Nel breve termine, anche i marchi di lusso subiranno un colpo, in quanto i consumatori sono meno propensi ad acquistare quando si sentono a disagio, cosa che si è accentuata con l'inizio della pandemia COVID-19.

"Penso che la crescita che avevamo previsto all'inizio dell'anno sarà attenuata", ha detto Driscoll. "Quello che pensavamo sarebbe stato il 2022 - lasciarsi alle spalle il COVID, tornare ai viaggi, alla crescita internazionale e alla spesa - tutto questo potrebbe essere troncato".

Consumatori di lusso

Numerosi marchi del lusso si sono uniti alla folla dei rivenditori e dell'ospitalità e hanno chiuso i loro negozi in Russia per il momento, una mossa annunciata da molti consumatori globali.

"Aziende diverse come T.J. Maxx e Gucci sono solidali con gli ucraini", ha dichiarato Driscoll. "Credo che i marchi del lusso abbiano risposto come dovrebbero. Sono marchi che personifichiamo, abbiamo rapporti con loro".

Un consumatore, tuttavia, è stato forse lasciato fuori dalla discussione: l'acquirente russo, che nel lusso spende in immobili, yacht, gioielli, liquori e altri beni.

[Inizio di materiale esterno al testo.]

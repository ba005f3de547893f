//! Tiered memory: which stored messages the assistant (and a free user) may see.
//!
//! Two limits are applied in order and never merged. Retention is the product
//! tier: free accounts only keep a rolling 48-hour window. Truncation is the
//! model's input limit: at most 20 messages, whatever the tier.

use time::{Duration, OffsetDateTime};

use crate::chats::repo_types::Message;

pub const FREE_RETENTION: Duration = Duration::hours(48);
pub const CONTEXT_LIMIT: usize = 20;

#[derive(Debug, Clone, Copy, PartialEq, Eq)]
pub enum MemoryTier {
    Free,
    Premium,
}

/// Oldest instant a free-tier message must be newer than.
///
/// Measured from `now` at call time, so a message can drop out of view
/// between two calls without anything being written.
pub fn retention_cutoff(now: OffsetDateTime) -> OffsetDateTime {
    now - FREE_RETENTION
}

/// Drops messages outside the tier's retention. Input and output are chronological.
pub fn retain_visible(
    messages: Vec<Message>,
    tier: MemoryTier,
    now: OffsetDateTime,
) -> Vec<Message> {
    match tier {
        MemoryTier::Premium => messages,
        MemoryTier::Free => {
            let cutoff = retention_cutoff(now);
            messages
                .into_iter()
                .filter(|m| m.created_at > cutoff)
                .collect()
        }
    }
}

/// Retention filter, then the newest [`CONTEXT_LIMIT`] messages in chronological order.
pub fn context_window(
    messages: Vec<Message>,
    tier: MemoryTier,
    now: OffsetDateTime,
) -> Vec<Message> {
    let mut visible = retain_visible(messages, tier, now);
    if visible.len() > CONTEXT_LIMIT {
        visible.drain(..visible.len() - CONTEXT_LIMIT);
    }
    visible
}

#[cfg(test)]
mod tests {
    use super::*;
    use crate::chats::repo_types::MessageRole;
    use uuid::Uuid;

    fn msg(content: &str, at: OffsetDateTime) -> Message {
        Message {
            id: Uuid::new_v4(),
            chat_id: Uuid::nil(),
            user_id: Uuid::nil(),
            content: content.into(),
            role: MessageRole::User,
            reply_to: None,
            created_at: at,
        }
    }

    /// `count` messages one minute apart, the last one at `newest`.
    fn history(count: usize, newest: OffsetDateTime) -> Vec<Message> {
        (0..count)
            .map(|i| {
                let age = Duration::minutes((count - 1 - i) as i64);
                msg(&format!("m{i}"), newest - age)
            })
            .collect()
    }

    fn contents(ms: &[Message]) -> Vec<&str> {
        ms.iter().map(|m| m.content.as_str()).collect()
    }

    #[test]
    fn free_tier_drops_everything_older_than_48h() {
        let now = OffsetDateTime::now_utc();
        let messages = vec![
            msg("ancient", now - Duration::days(3)),
            msg("edge", now - Duration::hours(48)),
            msg("yesterday", now - Duration::hours(24)),
            msg("fresh", now),
        ];
        let window = context_window(messages, MemoryTier::Free, now);
        assert_eq!(contents(&window), vec!["yesterday", "fresh"]);
        assert!(window.iter().all(|m| m.created_at > now - FREE_RETENTION));
    }

    #[test]
    fn premium_keeps_old_messages() {
        let now = OffsetDateTime::now_utc();
        let messages = vec![msg("ancient", now - Duration::days(300)), msg("fresh", now)];
        let window = context_window(messages, MemoryTier::Premium, now);
        assert_eq!(contents(&window), vec!["ancient", "fresh"]);
    }

    #[test]
    fn truncates_to_latest_twenty_in_order() {
        let now = OffsetDateTime::now_utc();
        let window = context_window(history(35, now), MemoryTier::Free, now);
        assert_eq!(window.len(), CONTEXT_LIMIT);
        assert_eq!(window.first().unwrap().content, "m15");
        assert_eq!(window.last().unwrap().content, "m34");
        assert!(window.windows(2).all(|w| w[0].created_at <= w[1].created_at));
    }

    #[test]
    fn premium_is_still_bounded_by_context_limit() {
        let now = OffsetDateTime::now_utc();
        let mut messages = vec![msg("ancient", now - Duration::days(30))];
        messages.extend(history(25, now));
        let window = context_window(messages, MemoryTier::Premium, now);
        assert_eq!(window.len(), CONTEXT_LIMIT);
        assert!(!contents(&window).contains(&"ancient"));
    }

    #[test]
    fn truncation_applies_after_retention() {
        // 30 stale messages must not push recent ones out of a free window.
        let now = OffsetDateTime::now_utc();
        let mut messages = history(30, now - Duration::days(4));
        messages.extend(history(5, now));
        let window = context_window(messages, MemoryTier::Free, now);
        assert_eq!(window.len(), 5);
        assert!(window.iter().all(|m| m.created_at > now - Duration::hours(1)));
    }

    #[test]
    fn only_prior_message_three_days_old_leaves_empty_context() {
        let now = OffsetDateTime::now_utc();
        let messages = vec![msg("hello from last week", now - Duration::days(3))];
        assert!(context_window(messages, MemoryTier::Free, now).is_empty());
    }

    #[test]
    fn new_message_survives_when_old_history_is_dropped() {
        let now = OffsetDateTime::now_utc();
        let messages = vec![
            msg("three days ago", now - Duration::days(3)),
            msg("just sent", now),
        ];
        let window = context_window(messages, MemoryTier::Free, now);
        assert_eq!(contents(&window), vec!["just sent"]);
    }

    #[test]
    fn rolling_window_hides_a_message_as_time_passes() {
        // Visibility follows the clock at call time, not a fixed checkpoint.
        let sent = OffsetDateTime::now_utc();
        let messages = vec![msg("hi", sent)];
        let soon = sent + Duration::hours(47);
        let later = sent + Duration::hours(49);
        assert_eq!(retain_visible(messages.clone(), MemoryTier::Free, soon).len(), 1);
        assert!(retain_visible(messages, MemoryTier::Free, later).is_empty());
    }

    #[test]
    fn listing_filter_does_not_truncate() {
        let now = OffsetDateTime::now_utc();
        assert_eq!(retain_visible(history(40, now), MemoryTier::Free, now).len(), 40);
    }

    #[test]
    fn empty_history() {
        let now = OffsetDateTime::now_utc();
        assert!(context_window(Vec::new(), MemoryTier::Premium, now).is_empty());
    }
}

"C'è molto sentimento anti-russo in tutto il mondo", ha detto la signora Wendlant. "E questo è molto interessante, perché per molti marchi di lusso i russi erano tra i clienti migliori e preferiti. Si tratta di persone che amano spendere milioni. I russi amano mettersi in mostra, amano comprare, amano i beni di lusso".

I relatori hanno concordato sul fatto che il cittadino russo medio sembra essere contrario all'invasione e purtroppo sta affrontando le sanzioni previste per i suoi leader.

"C'è molta repressione in questo momento e il popolo russo sta pensando: "Quando ci sarà permesso di vivere?"". La signora Wendlandt, che ha coperto ampiamente il Paese come giornalista, ha detto. "Vogliono vivere una vita normale".

A LUNGO TERMINE, il mercato del lusso dovrebbe uscirne abbastanza indenne.

"Penso che ci siano ancora troppi gradi di separazione per avere un impatto significativo", ha detto Saad. "Tendo ad essere scettico sul fatto che questo cambierà davvero qualcosa per i consumatori del lusso, se non un'impennata temporanea".

"Gli immobili di lusso sono una delle scommesse più sicure a lungo termine, così come il lusso in generale", ha detto. "La nostra intera società è progettata per creare ricchezza, guerra o non guerra".